When Science Was Young
This article is from the archive of The New York Sun before the launch of its new website in 2022. The Sun has neither altered nor updated such articles but will seek to correct any errors, mis-categorizations or other problems introduced during transfer.

Once upon a time, those clever enough to make scientific discoveries could make them from home, the designs elaborate but the tools more or less familiar: scalpels, scales, beakers, Bunsen burners, and, here and there, an electric current. Now not only the instruments but the language of science have shot far beyond our common frame of reference. Above any rooftop telescope floats Hubble, some 350 miles out of reach. This sea-change is hardly lost on George Johnson, a New York Times science writer who reflects in “The Ten Most Beautiful Experiments” (Knopf, 208 pages, $22) that “science in the twenty-first century has become industrialized” — experiments today are bogglingly specialized and tremendously costly, often relying on supercomputers to funnel vast stores of data into meaningful conclusions. The romance of “a single mind confronting the unknown” has yielded to well-organized teams of researchers, whose leaders may snag headlines, but never discoveries, on their own.

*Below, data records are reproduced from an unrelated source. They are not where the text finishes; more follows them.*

impl RecallHandler {
    pub fn new(brain: Arc<Brain>, config: RecallConfig) -> Self {
        Self { brain, config }
    }

    pub async fn recall(
        &self,
        question: &Question,
        mut matches: Vec<SessionMatch>,
    ) -> Result<RecallOutcome, ResearchError> {
        if matches.is_empty() {
            info!("No past session matched the recall request");
            return Ok(RecallOutcome::NoMatch {
                suggestion: NO_MATCH_SUGGESTION.to_string(),
            });
        }

        matches.sort_by(|a, b| b.relevance_score.total_cmp(&a.relevance_score));

        if let [first, second, ..] = matches.as_slice()
            && first.relevance_score - second.relevance_score
                < self.config.ambiguity_gap - SCORE_EPSILON
        {
            debug!(
                top = first.relevance_score,
                second = second.relevance_score,
                gap = self.config.ambiguity_gap,
                "Recall matches are ambiguous"
            );
            let candidates = matches
                .iter()
                .take(self.config.max_candidates)
                .map(|m| SessionCandidate {
                    id: m.session_id.clone(),
                    title: m.title.clone(),
                    date: format_session_date(&m.created_at),
                    summary: m.summary.clone(),
                })
                .collect();
            return Ok(RecallOutcome::MultipleMatches {
                candidates,
                prompt: DISAMBIGUATION_PROMPT.to_string(),
            });
        }

        let session = &matches[0];
        let date = format_session_date(&session.created_at);
        let prompt = build_prompt(&question.text, session, &date);
        let answer = self
            .brain
            .generate(
                &prompt,
                Some(RECALL_SYSTEM_PROMPT),
                GenerationConfig::new(self.config.temperature, self.config.max_output_tokens),
            )
            .await
            .map_err(ResearchError::Recall)?;

        info!(session_id = %session.session_id, "Answered from past session");
        Ok(RecallOutcome::Answer {
            answer: answer.trim().to_string(),
            session: SessionReference {
                id: session.session_id.clone(),
                title: session.title.clone(),
                date,
            },
        })
    }
}

fn build_prompt(question: &str, session: &SessionMatch, date: &str) -> String {
    let mut prompt = format!(
        "Session: {}\nDate: {date}\n\nTranscript:\n",
        escape_for_llm_prompt(&session.title, 300)
    );
    for turn in &session.conversation_history {
        prompt.push_str(&format!(
            "{}: {}\n",
            role_label(turn.role),
            escape_for_llm_prompt(&turn.content, 4000)
        ));
    }
    prompt.push_str(&format!(
        "\nCurrent question: {}\nAnswer only from the transcript above and state its date ({date}).",
        escape_for_llm_prompt(question, 2000)
    ));
    prompt
}

/// Lookup of past sessions for recall requests.
#[async_trait]
pub trait SessionStore: Send + Sync {
    /// Sessions relevant to `terms`, each with a relevance score in 0.0–1.0.
    async fn search(&self, terms: &str) -> Result<Vec<SessionMatch>, EvidraError>;
}

/// Session store over an in-memory list, scored by term overlap.
#[derive(Debug, Clone, Default)]
pub struct InMemorySessionStore {
    sessions: Vec<SessionMatch>,
    limit: usize,
}

impl InMemorySessionStore {
    pub fn new(sessions: Vec<SessionMatch>) -> Self {
        Self {
            sessions,
            limit: 10,
        }
    }

    /// Load sessions from a JSON array file.
    pub fn from_json_file(path: &Path) -> Result<Self, EvidraError> {
        let content = std::fs::read_to_string(path)?;
        let sessions: Vec<SessionMatch> = serde_json::from_str(&content)?;
        debug!(path = %path.display(), sessions = sessions.len(), "Loaded session store");
        Ok(Self::new(sessions))
    }

    pub fn len(&self) -> usize {
        self.sessions.len()
    }

    pub fn is_empty(&self) -> bool {
        self.sessions.is_empty()
    }

    /// Fraction of query terms present in the session's title, summary, or topics.
    fn score(query_terms: &HashSet<String>, session: &SessionMatch) -> f64 {
        if query_terms.is_empty() {
            return 0.0;
        }
        let text = format!(
            "{} {} {}",
            session.title,
            session.summary,
            session.key_topics.join(" ")
        );
        let doc_terms = word_tokens(&text, 3);
        let hits = query_terms
            .iter()
            .filter(|q| doc_terms.iter().any(|d| terms_match(q, d)))
            .count();
        hits as f64 / query_terms.len() as f64
    }
}

/// Equal, or one is a prefix of the other with at least 4 chars in common
/// ("metformini" matches "metformin").
fn terms_match(a: &str, b: &str) -> bool {
    if a == b {
        return true;
    }
    let (short, long) = if a.len() <= b.len() { (a, b) } else { (b, a) };
    short.chars().count() >= 4 && long.starts_with(short)
}

#[async_trait]
impl SessionStore for InMemorySessionStore {
    async fn search(&self, terms: &str) -> Result<Vec<SessionMatch>, EvidraError> {
        let query_terms: HashSet<String> = word_tokens(terms, 3).into_iter().collect();
        let mut matches: Vec<SessionMatch> = self
            .sessions
            .iter()
            .filter_map(|session| {
                let score = Self::score(&query_terms, session);
                (score > 0.0).then(|| SessionMatch {
                    relevance_score: score,
                    ..session.clone()
                })
            })
            .collect();
        matches.sort_by(|a, b| b.relevance_score.total_cmp(&a.relevance_score));
        matches.truncate(self.limit);
        Ok(matches)
    }
}
//! The research pipeline: planning, the multi-round fetch/reflect/refine
//! loop, cross-round deduplication, ranking and final source selection.
//!
//! `engine::ResearchEngine` composes these into one run; each component is
//! also usable on its own.

pub mod analyzer;
pub mod dedup;
pub mod engine;
pub mod events;
pub mod fetcher;
pub mod orchestrator;
pub mod planner;
pub mod ranker;
pub mod reflector;
pub mod refiner;
pub mod selector;
pub mod sources;
pub mod stopping;

pub use analyzer::{BudgetDistribution, QueryAnalyzer};
pub use dedup::SourceDeduplicator;
pub use engine::{EngineOutcome, ResearchEngine, ResearchReport};
pub use events::{EventSink, NoOpSink, RecordingSink, ResearchEvent, SourceSummary};
pub use fetcher::{ProviderOutcome, ProviderSet, RoundFetch, RoundFetcher};
pub use orchestrator::{OrchestrationResult, RoundBudget, RoundOrchestrator, RoundResult, RoundStatus};
pub use planner::{ResearchPlan, ResearchPlanner};
pub use ranker::{RankedSource, RankingResult, RelevanceRanker};
pub use reflector::{EvidenceQuality, Reflection, Reflector};
pub use refiner::QueryRefiner;
pub use selector::{QualityMetrics, SelectionResult, SelectionStrategy, SourceSelector};
pub use sources::{EvidenceRecord, ProviderKind};
pub use stopping::{StoppingDecision, StoppingEvaluator};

With “The Ten Most Beautiful Experiments,” Mr. Johnson revisits the more tangible and evocative ingenuities that have swept aside, if only a little, the curtains of our universe. (The book was inspired by a similar list in Physics World magazine.)
But how to choose? “Ideally,” Mr. Johnson muses, “the apparatus itself would be a thing of beauty, with polished wood, brass, shining black ebonite. More important would be the beauty of the design and the execution, the cleanness of the lines of thought.” Mr. Johnson is out for elegance — not the experiments that wrestle with reality but those that waltz with it. Yet while his criteria circle the graceful process more than the probing results, each experiment’s final insights remain crucial. After all, elegance lies where the complex is tamed into the effortless, its elliptical details suddenly comprehensive and even simplified. The beauty of an experiment, then, can be measured by how much of the world it draws into harmony, like a messy love affair that suddenly sparkles within the fleet pentameter of a sonnet.

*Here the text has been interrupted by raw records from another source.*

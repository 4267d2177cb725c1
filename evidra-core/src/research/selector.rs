//! Source selector: token-budgeted final subset for synthesis.
//!
//! Starts from the `base_limit` best sources, widens the window to
//! `extended_limit` when enough of the base window is high quality, drops
//! weak sources, suppresses near-duplicates (Jaccard similarity of title and
//! snippet words, higher-ranked copy kept), then accumulates sources until
//! the next one would exceed the token budget.

use serde::{Deserialize, Serialize};
use std::collections::{BTreeMap, HashSet};
use tracing::{debug, info};

use super::ranker::RankedSource;
use super::sources::ProviderKind;
use crate::brain::TokenCounter;
use crate::config::SelectionConfig;
use crate::sanitize::word_tokens;

#[derive(Debug, Clone, Copy, PartialEq, Eq, Serialize, Deserialize)]
#[serde(rename_all = "lowercase")]
pub enum SelectionStrategy {
    Base,
    Extended,
}

#[derive(Debug, Clone, PartialEq, Default, Serialize, Deserialize)]
pub struct QualityMetrics {
    pub average_relevance: f64,
    pub min_relevance: f64,
    pub max_relevance: f64,
    pub high_quality_count: usize,
    pub provider_distribution: BTreeMap<ProviderKind, usize>,
}

#[derive(Debug, Clone, PartialEq, Serialize, Deserialize)]
pub struct SelectionResult {
    pub selected_sources: Vec<RankedSource>,
    pub selected_count: usize,
    /// Near-duplicates removed.
    pub deduplicated_count: usize,
    pub total_tokens: usize,
    pub selection_strategy: SelectionStrategy,
    pub quality_metrics: QualityMetrics,
}

pub struct SourceSelector {
    token_counter: TokenCounter,
}

impl SourceSelector {
    pub fn new(token_counter: TokenCounter) -> Self {
        Self { token_counter }
    }

    /// Estimated synthesis tokens for one source.
    pub fn estimate_tokens(&self, source: &RankedSource) -> usize {
        self.token_counter.count(&source.record.synthesis_text())
    }

    pub fn select(&self, ranked: &[RankedSource], config: &SelectionConfig) -> SelectionResult {
        let base_len = config.base_limit.min(ranked.len());
        let base_window = &ranked[..base_len];
        let high_in_base = base_window
            .iter()
            .filter(|s| s.relevance_score >= config.high_quality_threshold)
            .count();

        let extend = base_len > 0
            && config.extended_limit > config.base_limit
            && high_in_base as f64 / base_len as f64 >= config.extension_ratio;
        let (strategy, window) = if extend {
            let len = config.extended_limit.min(ranked.len());
            (SelectionStrategy::Extended, &ranked[..len])
        } else {
            (SelectionStrategy::Base, base_window)
        };

        let mut kept_terms: Vec<HashSet<String>> = Vec::new();
        let mut selected: Vec<RankedSource> = Vec::new();
        let mut deduplicated_count = 0;
        let mut total_tokens = 0;

        for source in window {
            if source.relevance_score < config.min_relevance_score {
                continue;
            }

            let terms = similarity_terms(source);
            if config.enable_semantic_dedup
                && kept_terms
                    .iter()
                    .any(|kept| jaccard(kept, &terms) > config.semantic_similarity_threshold)
            {
                debug!(title = source.record.title(), "Dropping near-duplicate source");
                deduplicated_count += 1;
                continue;
            }

            let tokens = self.estimate_tokens(source);
            if total_tokens + tokens > config.token_budget {
                debug!(
                    total_tokens,
                    next = tokens,
                    budget = config.token_budget,
                    "Token budget reached"
                );
                break;
            }
            total_tokens += tokens;
            kept_terms.push(terms);
            selected.push(source.clone());
        }

        let quality_metrics = quality_metrics(&selected, config.high_quality_threshold);
        info!(
            strategy = ?strategy,
            selected = selected.len(),
            deduplicated = deduplicated_count,
            total_tokens,
            "Source selection complete"
        );

        SelectionResult {
            selected_count: selected.len(),
            selected_sources: selected,
            deduplicated_count,
            total_tokens,
            selection_strategy: strategy,
            quality_metrics,
        }
    }
}

impl Default for SourceSelector {
    fn default() -> Self {
        Self::new(TokenCounter::default())
    }
}

fn similarity_terms(source: &RankedSource) -> HashSet<String> {
    word_tokens(
        &format!("{} {}", source.record.title(), source.record.snippet()),
        2,
    )
    .into_iter()
    .collect()
}

/// Jaccard similarity; two empty sets are treated as dissimilar.
pub fn jaccard(a: &HashSet<String>, b: &HashSet<String>) -> f64 {
    let union = a.union(b).count();
    if union == 0 {
        return 0.0;
    }
    a.intersection(b).count() as f64 / union as f64
}

fn quality_metrics(selected: &[RankedSource], high_quality_threshold: f64) -> QualityMetrics {
    if selected.is_empty() {
        return QualityMetrics::default();
    }
    let scores = selected.iter().map(|s| s.relevance_score);
    let mut provider_distribution = BTreeMap::new();
    for source in selected {
        *provider_distribution.entry(source.record.kind()).or_insert(0) += 1;
    }
    QualityMetrics {
        average_relevance: scores.clone().sum::<f64>() / selected.len() as f64,
        min_relevance: scores.clone().fold(f64::INFINITY, f64::min),
        max_relevance: scores.fold(f64::NEG_INFINITY, f64::max),
        high_quality_count: selected
            .iter()
            .filter(|s| s.relevance_score >= high_quality_threshold)
            .count(),
        provider_distribution,
    }
}

#[cfg(test)]
mod tests {
    use super::*;
    use crate::research::sources::EvidenceRecord;

    fn ranked(score: f64, i: usize) -> RankedSource {
        RankedSource {
            record: EvidenceRecord::web(
                format!("https://x.org/{i}"),
                format!("Distinct title number {i} topic{i}"),
                format!("unique{i} body{i} words{i}"),
            ),
            relevance_score: score,
        }
    }

    #[test]
    fn test_base_strategy_when_few_high_quality() {
        let sources: Vec<RankedSource> = (0..40).map(|i| ranked(if i < 5 { 90.0 } else { 50.0 }, i)).collect();
        let result = SourceSelector::default().select(&sources, &SelectionConfig::default());
        assert_eq!(result.selection_strategy, SelectionStrategy::Base);
        assert_eq!(result.selected_count, 20);
        assert_eq!(result.quality_metrics.high_quality_count, 5);
    }

    #[test]
    fn test_extended_strategy() {
        let sources: Vec<RankedSource> = (0..40).map(|i| ranked(95.0 - i as f64, i)).collect();
        let result = SourceSelector::default().select(&sources, &SelectionConfig::default());
        assert_eq!(result.selection_strategy, SelectionStrategy::Extended);
        assert_eq!(result.selected_count, 30);
        assert_eq!(result.quality_metrics.max_relevance, 95.0);
        assert_eq!(result.quality_metrics.min_relevance, 66.0);
    }

    #[test]
    fn test_min_relevance_filter() {
        let sources = vec![ranked(80.0, 0), ranked(39.9, 1), ranked(40.0, 2)];
        let result = SourceSelector::default().select(&sources, &SelectionConfig::default());
        assert_eq!(result.selected_count, 2);
        assert!(result.selected_sources.iter().all(|s| s.relevance_score >= 40.0));
    }

    #[test]
    fn test_near_duplicates_keep_higher_ranked() {
        let a = RankedSource {
            record: EvidenceRecord::web("https://a.org", "Metformin and vitamin B12 deficiency", "long term use"),
            relevance_score: 90.0,
        };
        let b = RankedSource {
            record: EvidenceRecord::web("https://b.org", "Metformin and vitamin B12 deficiency", "long term use"),
            relevance_score: 85.0,
        };
        let c = ranked(80.0, 3);
        let result = SourceSelector::default().select(&[a, b.clone(), c], &SelectionConfig::default());
        assert_eq!(result.selected_count, 2);
        assert_eq!(result.deduplicated_count, 1);
        assert_eq!(result.selected_sources[0].record.url(), "https://a.org");

        let config = SelectionConfig {
            enable_semantic_dedup: false,
            ..SelectionConfig::default()
        };
        let result = SourceSelector::default().select(&[b.clone(), b], &config);
        assert_eq!(result.selected_count, 2);
    }

    #[test]
    fn test_token_budget_respected() {
        let selector = SourceSelector::default();
        let sources: Vec<RankedSource> = (0..20).map(|i| ranked(80.0, i)).collect();
        let per_source = selector.estimate_tokens(&sources[0]);
        let config = SelectionConfig {
            token_budget: per_source * 3 + per_source / 2,
            ..SelectionConfig::default()
        };
        let result = selector.select(&sources, &config);
        assert!(result.total_tokens <= config.token_budget);
        assert!(result.selected_count <= 4);
        assert!(result.selected_count >= 2);
    }

    #[test]
    fn test_empty_input() {
        let result = SourceSelector::default().select(&[], &SelectionConfig::default());
        assert_eq!(result.selected_count, 0);
        assert_eq!(result.total_tokens, 0);
        assert_eq!(result.selection_strategy, SelectionStrategy::Base);
    }

    #[test]
    fn test_jaccard() {
        let a: HashSet<String> = ["a", "b"].iter().map(|s| s.to_string()).collect();
        let b: HashSet<String> = ["b", "c"].iter().map(|s| s.to_string()).collect();
        assert!((jaccard(&a, &b) - 1.0 / 3.0).abs() < 1e-9);
        assert_eq!(jaccard(&HashSet::new(), &HashSet::new()), 0.0);
    }
}
//! Text utilities for prompts and pattern matching.
//!
//! Provides escaping of user-controlled text before embedding it in LLM
//! prompts, Turkish-aware case folding, and the tokenization shared by the
//! lexical scorers.

/// Strip ANSI escape sequences from input.
///
/// Used before printing provider-supplied titles to a terminal.
pub fn strip_ansi_escapes(input: &str) -> String {
    let mut result = String::with_capacity(input.len());
    let mut chars = input.chars().peekable();

    while let Some(ch) = chars.next() {
        if ch != '\x1b' {
            result.push(ch);
            continue;
        }
        match chars.peek() {
            Some('[') => {
                chars.next();
                // CSI: parameters until a final byte in 0x40..=0x7E
                for c in chars.by_ref() {
                    if ('\x40'..='\x7e').contains(&c) {
                        break;
                    }
                }
            }
            Some(']') => {
                chars.next();
                // OSC: until BEL or ESC \
                while let Some(c) = chars.next() {
                    if c == '\x07' {
                        break;
                    }
                    if c == '\x1b' && chars.peek() == Some(&'\\') {
                        chars.next();
                        break;
                    }
                }
            }
            _ => {}
        }
    }
    result
}

/// Escape and truncate user input for safe inclusion in an LLM prompt.
///
/// - Removes ANSI escape sequences
/// - Truncates to `max_len` characters (by char count, not bytes)
/// - Replaces `<` and `>` with entities to prevent XML-tag injection
/// - Strips control characters except `\n` and `\t`
pub fn escape_for_llm_prompt(input: &str, max_len: usize) -> String {
    let cleaned = strip_ansi_escapes(input);
    let mut result = String::with_capacity(cleaned.len().min(max_len));
    for ch in cleaned.chars().take(max_len) {
        match ch {
            '<' => result.push_str("&lt;"),
            '>' => result.push_str("&gt;"),
            c if c.is_control() && c != '\n' && c != '\t' => {}
            c => result.push(c),
        }
    }
    result
}

/// Lowercase with Turkish dotted/dotless I rules.
///
/// `str::to_lowercase` maps `İ` to `i` plus a combining dot, which breaks
/// substring matching against patterns written in plain lowercase.
pub fn turkish_lowercase(input: &str) -> String {
    let mut result = String::with_capacity(input.len());
    for ch in input.chars() {
        match ch {
            'İ' => result.push('i'),
            'I' => result.push('ı'),
            c => result.extend(c.to_lowercase()),
        }
    }
    result
}

/// Collapse runs of whitespace into single spaces and trim the ends.
pub fn collapse_whitespace(input: &str) -> String {
    input.split_whitespace().collect::<Vec<_>>().join(" ")
}

/// Split text into lowercase alphanumeric word tokens of at least `min_len` chars.
pub fn word_tokens(input: &str, min_len: usize) -> Vec<String> {
    turkish_lowercase(input)
        .split(|c: char| !c.is_alphanumeric())
        .filter(|w| w.chars().count() >= min_len)
        .map(str::to_string)
        .collect()
}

No matter how outdated the experiment, Mr. Johnson writes breathlessly toward its outcome; each chapter is a séance of scientific reasoning. The handheld, earthbound parameters of early experiments hardly diminished the discoveries that once lay waiting to be sprung from them. Galileo discovered the inverse square law of gravity by timing the races of bronze balls down wooden grooves; Antoine-Laurent de Lavoisier discovered oxygen and its everyday role in fire by burning mercury in a flask shaped like a flamingo. Among the cosmic windfall that Isaac Newton yielded in his mid-20s — including calculus, three laws of motion, and universal gravitation — Mr. Johnson is most concerned with the prisms Newton used to refract vibrant ribbons of color in the gloom of his farmhouse. It was pretty, but it also proved that there was a spectrum in sunlight whose laws had until then hid, quite literally, in plain sight.
Progress demands not only an experiment that asks the right questions but one which yields a series of striking results that lodge, burr-like, in a traditional understanding of the world. By resurrecting the contemporary mind-set, Mr. Johnson makes available the sheer creativity and perceptiveness of those scientists who saw past the dogged reasoning of their peers; he restores a sense that the knowledge we take for granted today was once nested in adventure (as far as these affairs go) and uncertainty.
As a science journalist, Mr. Johnson is a seasoned translator of technical jargon. He also has a sharp eye for human plot, both in and out of the laboratory: We learn how Michael Faraday discovered electromagnetic induction, but also how Ada Lovelace, Lord Byron’s fetching 28-year-old daughter, used to tantalize Faraday — a married, middle-aged Christian — with countless fan letters offering “aid”: “my wand is yours at pleasure, & into your hands I deliver it for your use.” Some of this emphasis on the individual lies in Mr. Johnson’s choice of period and circumstance — nothing past the early 20th century — but there is also his conviction that if you are to find art in science, then you will find it rippling from a single personality.
Unfortunately, Mr. Johnson rarely reflects on the actual beauty of these experiments so much as he explains their process and ingenuity, and so — elegance be damned — a reader hardly knows what to make of the book’s title after realizing that two of the 10 chapters feature the evisceration of small animals.
Beauty aside, a certain spirit of wonder breathes through Mr. Johnson’s chapters, each of which is a portrait not only of great science but of the inspiration that compels great scientists. He opens with Einstein’s boyhood recollection of a turning compass needle, which, Einstein wrote, “made a deep and lasting impression on me. … Something deeply hidden had to be behind things.” It has never been said of any major scientist that from his early childhood he loved playing with uranium and stadium-sized particle accelerators. The half-seen life of science in the world around us, that sensual immediacy brushing against the hidden and infinite, is what drives the chalk to the blackboard, or at least what drives the rest of us to read about it.
Mr. Axelrod is an editor of Contemporary Poetry Review. He has contributed to Parnassus, New Partisan, and other publications.